Closed Q&A: Questions that can be answered using only the information contained in a reference text, such as "What is the ratio between protons and neutrons in the nucleus?" based on a paragraph about atoms from Wikipedia.
Extract information from Wikipedia: Annotators would copy a paragraph from Wikipedia and extract entities or factual information like weights or measurements.
Summarize information from Wikipedia: Annotators provided a passage from Wikipedia and distilled it into a short summary.
Brainstorming: Open-ended ideation tasks with a list of possible options, such as "What are some fun activities I can do with my friends this weekend?"
Classification: Annotators were asked to judge class membership or properties of a short passage of text, such as determining the sentiment of a movie review.
Creative writing: Tasks included writing a poem or a love letter.

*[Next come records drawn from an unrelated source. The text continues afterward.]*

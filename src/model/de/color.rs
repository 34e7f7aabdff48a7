//! Deserializer for the Color type.

use std::fmt;
use std::str::FromStr;

use css_color_parser::Color as CssColor;
use serde::de::{self, Deserialize, Visitor};
use thiserror::Error;

use super::super::Color;


const FIELDS: &'static [&'static str] = &["r", "g", "b", "a"];
const EXPECTING_MSG: &'static str = "CSS color string or array/map of RGB(A) values";

/// How many channels are required, at the very least.
const REQUIRED_CHANNELS: usize = 3;


impl<'de> Deserialize<'de> for Color {
    fn deserialize<D>(deserializer: D) -> Result<Self, D::Error>
        where D: de::Deserializer<'de>
    {
        deserializer.deserialize_any(ColorVisitor)
    }
}

struct ColorVisitor;
impl<'de> Visitor<'de> for ColorVisitor {
    type Value = Color;

    fn expecting(&self, fmt: &mut fmt::Formatter) -> fmt::Result {
        write!(fmt, "{}", EXPECTING_MSG)
    }

    fn visit_str<E: de::Error>(self, v: &str) -> Result<Self::Value, E> {
        let color = Color::from_str(v).map_err(|e| {
            warn!("Failed to parse color `{}`: {}", v, e);
            E::custom(e)
        })?;
        Ok(color)
    }

    fn visit_seq<A>(self, mut seq: A) -> Result<Self::Value, A::Error>
        where A: de::SeqAccess<'de>
    {
        // Preemptively check for length.
        if let Some(size) = seq.size_hint() {
            if size < REQUIRED_CHANNELS || size > FIELDS.len() {
                return Err(de::Error::invalid_length(size, &"3 or 4"));
            }
        }

        let mut channels = Vec::with_capacity(FIELDS.len());
        while let Some(elem) = seq.next_element::<u8>()? {
            channels.push(elem);

            // Immediately signal any length errors.
            if channels.len() > FIELDS.len() {
                return Err(de::Error::invalid_length(channels.len(), &"3 or 4"));
            }
        }
        match channels[..] {
            [r, g, b] => Ok(Color::rgb(r, g, b)),
            [r, g, b, a] => Ok(Color(r, g, b, a)),
            _ => Err(de::Error::invalid_length(channels.len(), &"3 or 4")),
        }
    }

    fn visit_map<A>(self, mut map: A) -> Result<Self::Value, A::Error>
        where A: de::MapAccess<'de>
    {
        // Preemptively check for length.
        if let Some(size) = map.size_hint() {
            if size < REQUIRED_CHANNELS || size > FIELDS.len() {
                return Err(de::Error::invalid_length(size, &"3 or 4"));
            }
        }

        let (mut r, mut g, mut b, mut a) = (None, None, None, None);
        while let Some(key) = map.next_key::<String>()? {
            let key = key.trim().to_lowercase();
            match key.as_str() {
                "r" | "red" => {
                    if r.is_some() {
                        return Err(de::Error::duplicate_field("r"));
                    }
                    r = Some(map.next_value()?);
                }
                "g" | "green" => {
                    if g.is_some() {
                        return Err(de::Error::duplicate_field("g"));
                    }
                    g = Some(map.next_value()?);
                }
                "b" | "blue" => {
                    if b.is_some() {
                        return Err(de::Error::duplicate_field("b"));
                    }
                    b = Some(map.next_value()?);
                }
                "a" | "alpha" => {
                    if a.is_some() {
                        return Err(de::Error::duplicate_field("a"));
                    }
                    a = Some(map.next_value()?);
                }
                key => return Err(de::Error::unknown_field(key, FIELDS)),
            }
        }

        let r = r.ok_or_else(|| de::Error::missing_field("r"))?;
        let g = g.ok_or_else(|| de::Error::missing_field("g"))?;
        let b = b.ok_or_else(|| de::Error::missing_field("b"))?;
        Ok(Color(r, g, b, a.unwrap_or(0xff)))
    }
}


impl FromStr for Color {
    type Err = ColorParseError;

    fn from_str(v: &str) -> Result<Self, Self::Err> {
        // Prep the string, most notably replacing all other possible hex prefixes
        // with the standard CSS one.
        let mut s = v.trim().to_lowercase();
        let mut had_hex_prefix = false;
        for &prefix in ["#", "0x", "$"].iter() {
            if s.starts_with(prefix) {
                s = s.trim_start_matches(prefix).to_owned();

                // If a prefix other than the standard CSS one is used,
                // the color has to be a full 24-bit hex number.
                if prefix != "#" && s.len() != 6 {
                    return Err(ColorParseError::Syntax(v.to_owned()));
                }

                had_hex_prefix = true;
                break;
            }
        }
        if had_hex_prefix {
            // CSS parser doesn't know about the #rrggbbaa form.
            if s.len() == 8 {
                return parse_hex_rgba(&s).ok_or_else(|| ColorParseError::Syntax(v.to_owned()));
            }
            s = format!("#{}", s);
        }

        let css_color: CssColor = s.parse()
            .map_err(|_| ColorParseError::Syntax(v.to_owned()))?;
        if !(0.0..=1.0).contains(&css_color.a) {
            return Err(ColorParseError::Alpha(css_color.a));
        }
        let alpha = (css_color.a * 255.0).round() as u8;
        Ok(Color(css_color.r, css_color.g, css_color.b, alpha))
    }
}

fn parse_hex_rgba(s: &str) -> Option<Color> {
    let channel = |i: usize| s.get(i..i + 2).and_then(|c| u8::from_str_radix(c, 16).ok());
    Some(Color(channel(0)?, channel(2)?, channel(4)?, channel(6)?))
}


/// Error that may occur while deserializing the Color.
#[derive(Clone, Debug, Error, PartialEq)]
pub enum ColorParseError {
    /// Error while trying to parse a string as CSS color.
    #[error("invalid CSS color syntax: `{0}`")]
    Syntax(String),
    /// Error for when the color's alpha channel is out of range.
    #[error("color transparency out of range: {0}")]
    Alpha(f32),
}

The contest and outlined tasks generated enthusiasm among Databricks employees, who devoted their time and creativity to generate the required 13,000 question and answer pairs for the new dataset. This collaborative effort ensured that the dataset was entirely human-generated and untainted by any existing language model output.

With the new dataset in place, the team proceeded to train Dolly 2.0, aiming to create a commercially viable language model. The robust dataset, combined with the expertise of Databricks employees, led to the successful development of Dolly 2.0, which displayed impressive performance across a wide range of tasks.

As a result, Dolly 2.0 now stands as a viable alternative to other instruction-following models, enabling users to harness its capabilities for commercial applications. This achievement showcases the power of collaboration, crowdsourcing, and innovative thinking in overcoming the limitations imposed by proprietary datasets and terms of service.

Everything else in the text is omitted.